* _Work instructions_: Return copies of the lines below that mention "ApplicationArguments".

----- Entries supplied

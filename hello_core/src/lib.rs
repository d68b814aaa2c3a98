//! # hello_core
//!
//! Shared plumbing for the hello_bus example programs, which publish and
//! subscribe to periodic samples over the Zenoh middleware.
//!
//! - **Arguments**: domain id, sample count and verbosity flags
//! - **Shutdown**: Ctrl+C / SIGTERM hook observed by the sample loops
//! - **Communication**: typed publishers and subscribers on a Zenoh session
//! - **App**: the publish and subscribe loops themselves
//! - **Factory**: the tempering and monitoring/control stations for chocolate lots
//!
//! ## Quick Start
//!
//! ```no_run
//! use hello_core::{app, BusConfig, ApplicationArguments, HelloMessage, Shutdown};
//!
//! # async fn run() -> hello_core::HelloResult<()> {
//! let args = ApplicationArguments { sample_count: 3, ..Default::default() };
//! let shutdown = Shutdown::new();
//! app::publish(&BusConfig::default(), &args, &shutdown, |_| HelloMessage::default()).await?;
//! # Ok(())
//! # }
//! ```

pub mod app;
pub mod args;
pub mod communication;
pub mod config;
pub mod error;
pub mod factory;
pub mod logging;
pub mod messages;
pub mod shutdown;

#[cfg(test)]
mod test_support;

pub use args::{ApplicationArguments, ParseOutcome, TemperatureArguments};
pub use communication::{BusSession, Publisher, SampleReader, SampleWriter, Subscriber};
pub use config::{BusConfig, FactoryConfig, SessionMode};
pub use error::{HelloError, HelloResult};
pub use messages::{ChocolateLotState, HelloMessage, LotStatusKind, StationKind, Temperature, Topic};
pub use shutdown::Shutdown;
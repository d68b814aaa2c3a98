//! Chocolate factory programs
//!
//! Lots travel on the `ChocolateLotState` topic. The monitoring/control
//! application starts lots waiting for the tempering station and prints every
//! lot update it sees. The tempering application streams its temperature in
//! the background, picks up lots addressed to it and reports them as
//! processing.

use crate::app::{run_background_publisher, run_subscriber};
use crate::args::{ApplicationArguments, TemperatureArguments};
use crate::communication::{BusSession, SampleReader, SampleWriter};
use crate::config::{BusConfig, FactoryConfig};
use crate::error::HelloResult;
use crate::messages::{ChocolateLotState, StationKind, Temperature};
use crate::shutdown::Shutdown;
use rand::rngs::StdRng;
use rand::SeedableRng;

/// Lot ids wrap at this value
pub const LOT_ID_LIMIT: u32 = 100;

/// Take lots addressed to `station` and report each one as processing there.
///
/// Lots for other stations are ignored. Processing a lot takes
/// `timing.processing_time()`. Stops after `args.sample_count` lots (0 means
/// never) or on shutdown. Returns the number of lots processed.
pub async fn process_lots<R, W>(
    reader: &mut R,
    writer: &W,
    station: StationKind,
    args: &ApplicationArguments,
    timing: &FactoryConfig,
    shutdown: &Shutdown,
) -> HelloResult<u32>
where
    R: SampleReader<ChocolateLotState>,
    W: SampleWriter<ChocolateLotState>,
{
    let mut processed = 0u32;
    while !shutdown.is_requested() && !args.limit_reached(processed) {
        println!("waiting for lot");

        let taken = tokio::select! {
            taken = reader.take_timeout(timing.lot_wait()) => taken?,
            _ = shutdown.wait() => break,
        };

        for lot in taken.iter().filter(|lot| lot.next_station == station) {
            println!("Processing lot #{}", lot.lot_id);
            writer.write(&lot.processing_at(station)).await?;
            processed = processed.saturating_add(1);

            tokio::select! {
                _ = tokio::time::sleep(timing.processing_time()) => {}
                _ = shutdown.wait() => break,
            }
        }
    }

    tracing::debug!("{} processed {} lots", station, processed);
    Ok(processed)
}

/// Tempering station loops: temperature stream plus lot processing.
///
/// The temperature stream runs until lot processing ends. Returns the number
/// of lots processed.
pub async fn run_tempering_station<TW, LW, LR>(
    temperature_writer: &TW,
    lot_writer: &LW,
    lot_reader: &mut LR,
    args: &TemperatureArguments,
    timing: &FactoryConfig,
    shutdown: &Shutdown,
) -> HelloResult<u32>
where
    TW: SampleWriter<Temperature>,
    LW: SampleWriter<ChocolateLotState>,
    LR: SampleReader<ChocolateLotState>,
{
    let stop_temperatures = Shutdown::new();
    let unbounded = ApplicationArguments {
        sample_count: 0,
        ..args.common.clone()
    };
    let sensor_id = args.sensor_id.as_str();
    let mut rng = StdRng::from_entropy();

    let lots = process_lots(
        lot_reader,
        lot_writer,
        StationKind::TemperingController,
        &args.common,
        timing,
        shutdown,
    );
    let temperatures = run_background_publisher(
        temperature_writer,
        &unbounded,
        timing.temperature_period(),
        &stop_temperatures,
        |_| Temperature::sample(sensor_id, &mut rng),
    );
    tokio::pin!(lots);
    tokio::pin!(temperatures);

    tokio::select! {
        processed = &mut lots => {
            stop_temperatures.trigger();
            let written = temperatures.await?;
            tracing::debug!("Tempering station wrote {} temperatures", written);
            processed
        }
        written = &mut temperatures => {
            // The stream only ends early when a write fails
            written?;
            lots.await
        }
    }
}

/// Monitoring/control loops: start lots and count lot updates.
///
/// `args.sample_count` is the number of lots to start, and also the number
/// of lot updates to see before finishing. Returns the updates seen.
pub async fn run_monitoring_station<LW, LR>(
    lot_writer: &LW,
    lot_reader: &mut LR,
    args: &ApplicationArguments,
    timing: &FactoryConfig,
    shutdown: &Shutdown,
) -> HelloResult<u32>
where
    LW: SampleWriter<ChocolateLotState>,
    LR: SampleReader<ChocolateLotState>,
{
    let starts = run_background_publisher(
        lot_writer,
        args,
        timing.lot_start_period(),
        shutdown,
        |count| {
            let lot = ChocolateLotState::waiting_for(count % LOT_ID_LIMIT, StationKind::TemperingController);
            println!("\nStart lot with ID {} and next_station: {}", lot.lot_id, lot.next_station);
            lot
        },
    );
    let updates = run_subscriber(lot_reader, args, timing.lot_wait(), shutdown);
    tokio::pin!(starts);
    tokio::pin!(updates);

    tokio::select! {
        seen = &mut updates => {
            starts.await?;
            seen
        }
        started = &mut starts => {
            started?;
            updates.await
        }
    }
}

/// Tempering application over a Zenoh session
pub async fn run_tempering(
    config: &BusConfig,
    args: &TemperatureArguments,
    shutdown: &Shutdown,
) -> HelloResult<u32> {
    let domain_id = args.common.domain_id;
    let session = BusSession::open(config).await?;
    let temperature_writer = session.declare_publisher::<Temperature>(domain_id).await?;
    let lot_writer = session.declare_publisher::<ChocolateLotState>(domain_id).await?;
    let mut lot_reader = session.declare_subscriber::<ChocolateLotState>(domain_id).await?;

    println!("ChocolateTemperature Sensor with ID: {} starting", args.sensor_id);
    let processed = run_tempering_station(
        &temperature_writer,
        &lot_writer,
        &mut lot_reader,
        args,
        &config.factory,
        shutdown,
    )
    .await;

    let teardown = [
        temperature_writer.undeclare().await,
        lot_writer.undeclare().await,
        lot_reader.undeclare().await,
        session.close().await,
    ];
    let processed = processed?;
    teardown.into_iter().collect::<HelloResult<Vec<()>>>()?;
    Ok(processed)
}

/// Monitoring/control application over a Zenoh session
pub async fn run_monitoring(
    config: &BusConfig,
    args: &ApplicationArguments,
    shutdown: &Shutdown,
) -> HelloResult<u32> {
    let session = BusSession::open(config).await?;
    let lot_writer = session.declare_publisher::<ChocolateLotState>(args.domain_id).await?;
    let mut lot_reader = session.declare_subscriber::<ChocolateLotState>(args.domain_id).await?;

    let seen = run_monitoring_station(&lot_writer, &mut lot_reader, args, &config.factory, shutdown).await;

    let teardown = [
        lot_writer.undeclare().await,
        lot_reader.undeclare().await,
        session.close().await,
    ];
    let seen = seen?;
    teardown.into_iter().collect::<HelloResult<Vec<()>>>()?;
    Ok(seen)
}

----------

* _Exercise answer_:
//! use hello_core::{app, BusConfig, ApplicationArguments, HelloMessage, Shutdown};
//! let args = ApplicationArguments { sample_count: 3, ..Default::default() };
pub use args::{ApplicationArguments, ParseOutcome, TemperatureArguments};
use crate::args::{ApplicationArguments, TemperatureArguments};
    args: &ApplicationArguments,
    let unbounded = ApplicationArguments {
    args: &ApplicationArguments,
    args: &ApplicationArguments,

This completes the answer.